Newport’s Craig Phillips has told for the first time how his Shropshire building business was ripped off by people taking advantage while he was distracted by his whirlwind of fame after becoming the first winner of the Big Brother reality television show.
Phillips says the frauds cost him around £60,000, plunging him into serious debt.
Writing in his newly-published autobiography, he says that his time in the Big Brother house in 2000 and the hectic aftermath as he was propelled into the national headlines meant that he was away from his building company for months on end, and unable to keep track on things.
“It seems that some of the builders I had employed - some of them just for a few weeks or months - decided to take advantage of this information.
“Their thinking must have gone like this: Well, Craig’s super-famous now. He’s obviously earning loads of money, because we’ve seen him all over the telly and newspapers. So why don’t we help ourselves to a little bit of what he’s got?”

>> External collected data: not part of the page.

impl Board {
    /// The standard opening array.
    #[must_use]
    pub fn starting() -> Self {
        let mut result = Self::empty();
        for (player, pieces_rank, pawns_rank) in [
            (Player::White, Rank::One, Rank::Two),
            (Player::Black, Rank::Eight, Rank::Seven),
        ] {
            for (file, kind) in File::ALL.into_iter().zip([
                PieceKind::Rook,
                PieceKind::Knight,
                PieceKind::Bishop,
                PieceKind::Queen,
                PieceKind::King,
                PieceKind::Bishop,
                PieceKind::Knight,
                PieceKind::Rook,
            ]) {
                result.put(Piece::new(player, kind), Square::new(file, pieces_rank));
                result.put(
                    Piece::new(player, PieceKind::Pawn),
                    Square::new(file, pawns_rank),
                );
            }
        }
        result
    }

    /// Constructs an empty Board to be filled by the FEN parser.
    #[must_use]
    pub const fn empty() -> Self {
        Self {
            pieces: [Bitboard::empty(); Piece::COUNT],
            occupancy: Bitboard::empty(),
        }
    }

    /// Squares occupied by any piece.
    #[must_use]
    pub const fn occupancy(&self) -> Bitboard {
        self.occupancy
    }

    /// Squares occupied by the given piece.
    #[must_use]
    pub const fn pieces(&self, piece: Piece) -> Bitboard {
        self.pieces[piece.index()]
    }

    /// Places the piece on the square. The square has to be empty.
    pub fn put(&mut self, piece: Piece, square: Square) {
        debug_assert!(
            !self.occupancy.contains(square),
            "{square} is already occupied"
        );
        self.pieces[piece.index()].set(square);
        self.occupancy.set(square);
    }

    /// Removes whatever piece stands on the square.
    pub fn clear(&mut self, square: Square) {
        for bitboard in &mut self.pieces {
            bitboard.clear(square);
        }
        self.occupancy.clear(square);
    }

    /// Returns the piece on the square. Checks the occupancy first and then
    /// each piece set in [`Piece::ALL`] order: the first match wins.
    #[must_use]
    pub fn at(&self, square: Square) -> Option<Piece> {
        if !self.occupancy.contains(square) {
            return None;
        }
        Piece::ALL
            .into_iter()
            .find(|piece| self.pieces(*piece).contains(square))
    }

    /// Checks that the piece sets are pairwise disjoint and their union is
    /// equal to the occupancy.
    #[must_use]
    pub fn is_consistent(&self) -> bool {
        let mut union = Bitboard::empty();
        for bitboard in self.pieces {
            if (union & bitboard).has_any() {
                return false;
            }
            union |= bitboard;
        }
        union == self.occupancy
    }
}

impl fmt::Display for Board {
    /// Prints board representation in FEN format.
    fn fmt(&self, f: &mut fmt::Formatter<'_>) -> fmt::Result {
        for rank in Rank::ALL.iter().rev() {
            let mut empty_squares = 0i32;
            for file in File::ALL {
                let square = Square::new(file, *rank);
                if let Some(piece) = self.at(square) {
                    if empty_squares != 0 {
                        write!(f, "{empty_squares}")?;
                        empty_squares = 0;
                    }
                    write!(f, "{piece}")?;
                } else {
                    empty_squares += 1;
                }
            }
            if empty_squares != 0 {
                write!(f, "{empty_squares}")?;
            }
            if *rank != Rank::One {
                const RANK_SEPARATOR: char = '/';
                f.write_char(RANK_SEPARATOR)?;
            }
        }
        Ok(())
    }
}

impl fmt::Debug for Board {
    /// Dumps the board in a simple format ('.' for empty square, FEN algebraic
    /// symbol for piece) a-la Stockfish "debug" command in UCI mode.
    fn fmt(&self, f: &mut fmt::Formatter<'_>) -> fmt::Result {
        for rank in Rank::ALL.iter().rev() {
            for file in File::ALL {
                match self.at(Square::new(file, *rank)) {
                    Some(piece) => write!(f, "{piece}"),
                    None => f.write_char('.'),
                }?;
                if file != File::H {
                    write!(f, "{SQUARE_SEPARATOR}")?;
                }
            }
            if *rank != Rank::One {
                write!(f, "{LINE_SEPARATOR}")?;
            }
        }
        Ok(())
    }
}

const LINE_SEPARATOR: &str = "\n";
const SQUARE_SEPARATOR: &str = " ";

#[cfg(test)]
mod test {
    use pretty_assertions::assert_eq;

    use super::{Bitboard, Board};
    use crate::chess::core::{Piece, PieceKind, Player, Square};

    #[test]
    fn set_and_clear() {
        let mut bitboard = Bitboard::empty();
        bitboard.set(Square::E4);
        bitboard.set(Square::E4);
        bitboard.set(Square::A8);
        assert!(bitboard.contains(Square::E4));
        assert!(bitboard.contains(Square::A8));
        assert!(!bitboard.contains(Square::E5));
        assert_eq!(bitboard.count(), 2);

        bitboard.clear(Square::E4);
        bitboard.clear(Square::H1);
        assert!(!bitboard.contains(Square::E4));
        assert_eq!(bitboard, Bitboard::from(Square::A8));

        bitboard.clear(Square::A8);
        assert!(bitboard.is_empty());
        assert!(!bitboard.has_any());
    }

    #[test]
    fn bitboard_iterator() {
        let mut it = Bitboard::from(Square::E1).iter();
        assert_eq!(it.next(), Some(Square::E1));
        assert_eq!(it.next(), None);

        // Least significant bits come first.
        let bitboard = Bitboard::from(Square::H8)
            | Bitboard::from(Square::C1)
            | Bitboard::from(Square::F1)
            | Bitboard::from(Square::A2);
        assert_eq!(
            bitboard.iter().collect::<Vec<_>>(),
            vec![Square::C1, Square::F1, Square::A2, Square::H8]
        );
        assert_eq!(
            format!("{bitboard:?}"),
            ". . . . . . . 1\n\
             . . . . . . . .\n\
             . . . . . . . .\n\
             . . . . . . . .\n\
             . . . . . . . .\n\
             . . . . . . . .\n\
             1 . . . . . . .\n\
             . . 1 . . 1 . ."
        );
    }

    #[test]
    fn render() {
        assert_eq!(
            (Bitboard::from(Square::G5) | Bitboard::from(Square::B8)).render(),
            "+---+---+---+---+---+---+---+---+\n\
             |   | X |   |   |   |   |   |   | 8\n\
             +---+---+---+---+---+---+---+---+\n\
             |   |   |   |   |   |   |   |   | 7\n\
             +---+---+---+---+---+---+---+---+\n\
             |   |   |   |   |   |   |   |   | 6\n\
             +---+---+---+---+---+---+---+---+\n\
             |   |   |   |   |   |   | X |   | 5\n\
             +---+---+---+---+---+---+---+---+\n\
             |   |   |   |   |   |   |   |   | 4\n\
             +---+---+---+---+---+---+---+---+\n\
             |   |   |   |   |   |   |   |   | 3\n\
             +---+---+---+---+---+---+---+---+\n\
             |   |   |   |   |   |   |   |   | 2\n\
             +---+---+---+---+---+---+---+---+\n\
             |   |   |   |   |   |   |   |   | 1\n\
             +---+---+---+---+---+---+---+---+\n  \
             a   b   c   d   e   f   g   h\n"
        );
    }

    #[test]
    fn starting_board() {
        let starting_board = Board::starting();
        assert!(starting_board.is_consistent());
        assert_eq!(
            format!("{starting_board:?}"),
            "r n b q k b n r\n\
             p p p p p p p p\n\
             . . . . . . . .\n\
             . . . . . . . .\n\
             . . . . . . . .\n\
             . . . . . . . .\n\
             P P P P P P P P\n\
             R N B Q K B N R"
        );
        assert_eq!(
            starting_board.occupancy(),
            Bitboard::from_bits(0xFFFF_0000_0000_FFFF)
        );
        assert_eq!(
            starting_board.pieces(Piece::new(Player::Black, PieceKind::Queen)),
            Bitboard::from(Square::D8)
        );
        assert_eq!(
            starting_board.to_string(),
            "rnbqkbnr/pppppppp/8/8/8/8/PPPPPPPP/RNBQKBNR"
        );
    }

    #[test]
    fn empty_board() {
        let board = Board::empty();
        assert!(board.is_consistent());
        assert_eq!(
            format!("{board:?}"),
            ". . . . . . . .\n\
             . . . . . . . .\n\
             . . . . . . . .\n\
             . . . . . . . .\n\
             . . . . . . . .\n\
             . . . . . . . .\n\
             . . . . . . . .\n\
             . . . . . . . ."
        );
        assert_eq!(board.to_string(), "8/8/8/8/8/8/8/8");
        for square in Square::ALL {
            assert_eq!(board.at(square), None);
        }
    }

    #[test]
    fn put_and_clear() {
        let white_rook = Piece::new(Player::White, PieceKind::Rook);
        let mut board = Board::empty();
        board.put(white_rook, Square::A1);
        assert_eq!(board.at(Square::A1), Some(white_rook));
        assert_eq!(board.occupancy(), Bitboard::from(Square::A1));
        assert!(board.is_consistent());

        board.clear(Square::A1);
        assert_eq!(board.at(Square::A1), None);
        assert!(board.occupancy().is_empty());
        assert!(board.is_consistent());
    }
}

Those responsible would go to builder’s yards and building centres where he had business accounts, and charge materials to his tab.
“There were so many branches in the Shropshire area, with so many different people working in them, that it was easy for a builder to walk in and say, ‘I work for Craig; put this on his account.’ They’d give my address and other information and put a squiggle on a counter slip.”
Finally his solicitor contacted all the stores and told them to freeze his accounts.
“I didn’t know for sure who was doing it; I had my suspicions, but no evidence.”
Phillips donated his £70,000 Big Brother prize money towards an operation for Shropshire Down’s Syndrome girl Jo Harris. After her death last year all the money raised for her operation was distributed to charities close to her family’s hearts.
Phillips tells how going on a bricklayer’s course at Telford College of Arts and Technology changed his life, increasing his knowledge and confidence, and setting him on a path which would see him becoming a sole trader at the age of 21, although as he built up his reputation he faced discrimination against his Liverpool roots.
“Craig Phillips “My Story: Building Beyond Big Brother”, is published by Bantam Press and costs £17.99.